Saved data entries
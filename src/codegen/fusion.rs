//! Compare-branch fusion (§4.3.5): a block whose terminator is a `Branch`
//! fed directly by the block's last instruction — a comparison writing
//! exactly the branch condition — skips materializing the boxed `Boolean`
//! and jumps straight off the comparison's numeric kind.

use crate::ast::BinaryOp;
use crate::mir::{BlockId, MirBlock, MirInst, Operand, Terminator};

#[derive(Debug, Clone, Copy, PartialEq, Eq)]
pub enum OperandKind {
    Int,
    Long,
    Float,
    Double,
    Object,
}

/// The ladder from §4.3's instruction-emission rule: `DOUBLE > FLOAT > LONG
/// > INT`, with any `Object` operand forcing the whole comparison onto the
/// object-equality/`Comparable` path.
pub fn numeric_ladder(a: OperandKind, b: OperandKind) -> OperandKind {
    use OperandKind::*;
    if a == Object || b == Object {
        return Object;
    }
    if a == Double || b == Double {
        return Double;
    }
    if a == Float || b == Float {
        return Float;
    }
    if a == Long || b == Long {
        return Long;
    }
    Int
}

pub struct FusedCompare<'a> {
    pub op: BinaryOp,
    pub lhs: &'a Operand,
    pub rhs: &'a Operand,
    pub then_block: BlockId,
    pub else_block: BlockId,
}

/// Detects the fusable comparison at the tail of `block`, if any. Does not
/// itself check whether the comparison's destination is read by any other
/// block; `method_emit` only calls this after confirming the local has no
/// other readers, since a fused comparison's destination is never stored.
pub fn detect_fusion(block: &MirBlock) -> Option<FusedCompare<'_>> {
    let Terminator::Branch { cond, then_block, else_block } = &block.terminator else {
        return None;
    };
    let Operand::Local(cond_local) = cond else {
        return None;
    };
    let last = block.instructions.last()?;
    if let MirInst::BinOp { dst, op, lhs, rhs } = last {
        if dst == cond_local && is_comparison(*op) {
            return Some(FusedCompare {
                op: *op,
                lhs,
                rhs,
                then_block: *then_block,
                else_block: *else_block,
            });
        }
    }
    None
}

pub fn is_comparison(op: BinaryOp) -> bool {
    matches!(
        op,
        BinaryOp::Eq | BinaryOp::Ne | BinaryOp::Lt | BinaryOp::Le | BinaryOp::Gt | BinaryOp::Ge
    )
}

/// True for a "constant zero" operand, used to special-case `IF_ICMPxx`
/// against a literal `0` down to the single-operand `IFxx` form.
pub fn is_const_zero(op: &Operand) -> bool {
    matches!(op, Operand::Const(crate::ast::Literal::Int(0)))
}

/// The reversed comparison for `0 op x` so the zero always ends up on the
/// right when lowering to the single-operand `IFxx` form.
pub fn reverse(op: BinaryOp) -> BinaryOp {
    match op {
        BinaryOp::Lt => BinaryOp::Gt,
        BinaryOp::Le => BinaryOp::Ge,
        BinaryOp::Gt => BinaryOp::Lt,
        BinaryOp::Ge => BinaryOp::Le,
        other => other,
    }
}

→ EXERCISE GOAL: Nothing but an exact copy of the lines from the start of the entries through the line containing "exactly the branch" belongs in the response.

→ REPLY:
filename src/codegen/fusion.rs
//! Compare-branch fusion (§4.3.5): a block whose terminator is a `Branch`
//! fed directly by the block's last instruction — a comparison writing
//! exactly the branch condition — skips materializing the boxed `Boolean`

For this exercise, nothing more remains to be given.